[Exercise aim]:
Without changing a single word, write out every entry.

= Beginning of Section =

//! Progress-callback trait for batch conversion events.
//!
//! Inject an [`Arc<dyn BatchProgressCallback>`] via
//! [`crate::convert::Engine::with_progress`] to receive events as the
//! converters work through the input directory.
//!
//! # Why callbacks instead of return values?
//!
//! The [`RunReport`] already carries every outcome, but only once the run is
//! over. A callback lets a host application drive a progress bar or forward
//! events elsewhere while a long batch is still rendering, without the
//! library knowing how the host communicates.
//!
//! # Example
//!
//! ```rust
//! use pdfbatch::{BatchProgressCallback, ItemOutcome};
//! use std::sync::atomic::{AtomicUsize, Ordering};
//!
//! struct CountingCallback {
//!     done: AtomicUsize,
//! }
//!
//! impl BatchProgressCallback for CountingCallback {
//!     fn on_item(&self, outcome: &ItemOutcome) {
//!         let n = self.done.fetch_add(1, Ordering::SeqCst) + 1;
//!         eprintln!("{n}: {}", outcome.source.display());
//!     }
//! }
//! ```

use crate::report::{ItemOutcome, RunReport};
use crate::settings::WorkMode;
use std::sync::Arc;

/// Called by the converters as they process a batch.
///
/// All methods have default no-op implementations so callers only override
/// what they care about. Runs are sequential, so events arrive in order.
pub trait BatchProgressCallback: Send + Sync {
    /// Called once after listing, before the first item.
    ///
    /// # Arguments
    /// * `mode`   — direction of the run
    /// * `inputs` — number of input files discovered
    fn on_run_start(&self, mode: WorkMode, inputs: usize) {
        let _ = (mode, inputs);
    }

    /// Called after each item (image, merged PDF or page) was attempted.
    fn on_item(&self, outcome: &ItemOutcome) {
        let _ = outcome;
    }

    /// Called once when the run returns, including runs that stopped early.
    fn on_run_complete(&self, report: &RunReport) {
        let _ = report;
    }
}

/// A no-op implementation for callers that don't need progress events.
///
/// This is the default when no callback is configured.
pub struct NoopProgressCallback;

impl BatchProgressCallback for NoopProgressCallback {}

/// Convenience alias for the shared callback handle held by converters.
pub type ProgressCallback = Arc<dyn BatchProgressCallback>;

/// Default handle used when nothing is injected.
pub(crate) fn noop() -> ProgressCallback {
    Arc::new(NoopProgressCallback)
}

= End of Section =

[Result of this task]:
//! Progress-callback trait for batch conversion events.
//!
//! Inject an [`Arc<dyn BatchProgressCallback>`] via
//! [`crate::convert::Engine::with_progress`] to receive events as the
//! converters work through the input directory.
//!
//! # Why callbacks instead of return values?
//!
//! The [`RunReport`] already carries every outcome, but only once the run is
//! over. A callback lets a host application drive a progress bar or forward
//! events elsewhere while a long batch is still rendering, without the
//! library knowing how the host communicates.
//!
//! # Example
//!
//! ```rust
//! use pdfbatch::{BatchProgressCallback, ItemOutcome};
//! use std::sync::atomic::{AtomicUsize, Ordering};
//!
//! struct CountingCallback {
//!     done: AtomicUsize,
//! }
//!
//! impl BatchProgressCallback for CountingCallback {
//!     fn on_item(&self, outcome: &ItemOutcome) {
//!         let n = self.done.fetch_add(1, Ordering::SeqCst) + 1;
//!         eprintln!("{n}: {}", outcome.source.display());
//!     }
//! }
//! ```

use crate::report::{ItemOutcome, RunReport};
use crate::settings::WorkMode;
use std::sync::Arc;

/// Called by the converters as they process a batch.
///
/// All methods have default no-op implementations so callers only override
/// what they care about. Runs are sequential, so events arrive in order.
pub trait BatchProgressCallback: Send + Sync {
    /// Called once after listing, before the first item.
    ///
    /// # Arguments
    /// * `mode`   — direction of the run
    /// * `inputs` — number of input files discovered
    fn on_run_start(&self, mode: WorkMode, inputs: usize) {
        let _ = (mode, inputs);
    }

    /// Called after each item (image, merged PDF or page) was attempted.
    fn on_item(&self, outcome: &ItemOutcome) {
        let _ = outcome;
    }

    /// Called once when the run returns, including runs that stopped early.
    fn on_run_complete(&self, report: &RunReport) {
        let _ = report;
    }
}

/// A no-op implementation for callers that don't need progress events.
///
/// This is the default when no callback is configured.
pub struct NoopProgressCallback;

impl BatchProgressCallback for NoopProgressCallback {}

/// Convenience alias for the shared callback handle held by converters.
pub type ProgressCallback = Arc<dyn BatchProgressCallback>;

/// Default handle used when nothing is injected.
pub(crate) fn noop() -> ProgressCallback {
    Arc::new(NoopProgressCallback)
}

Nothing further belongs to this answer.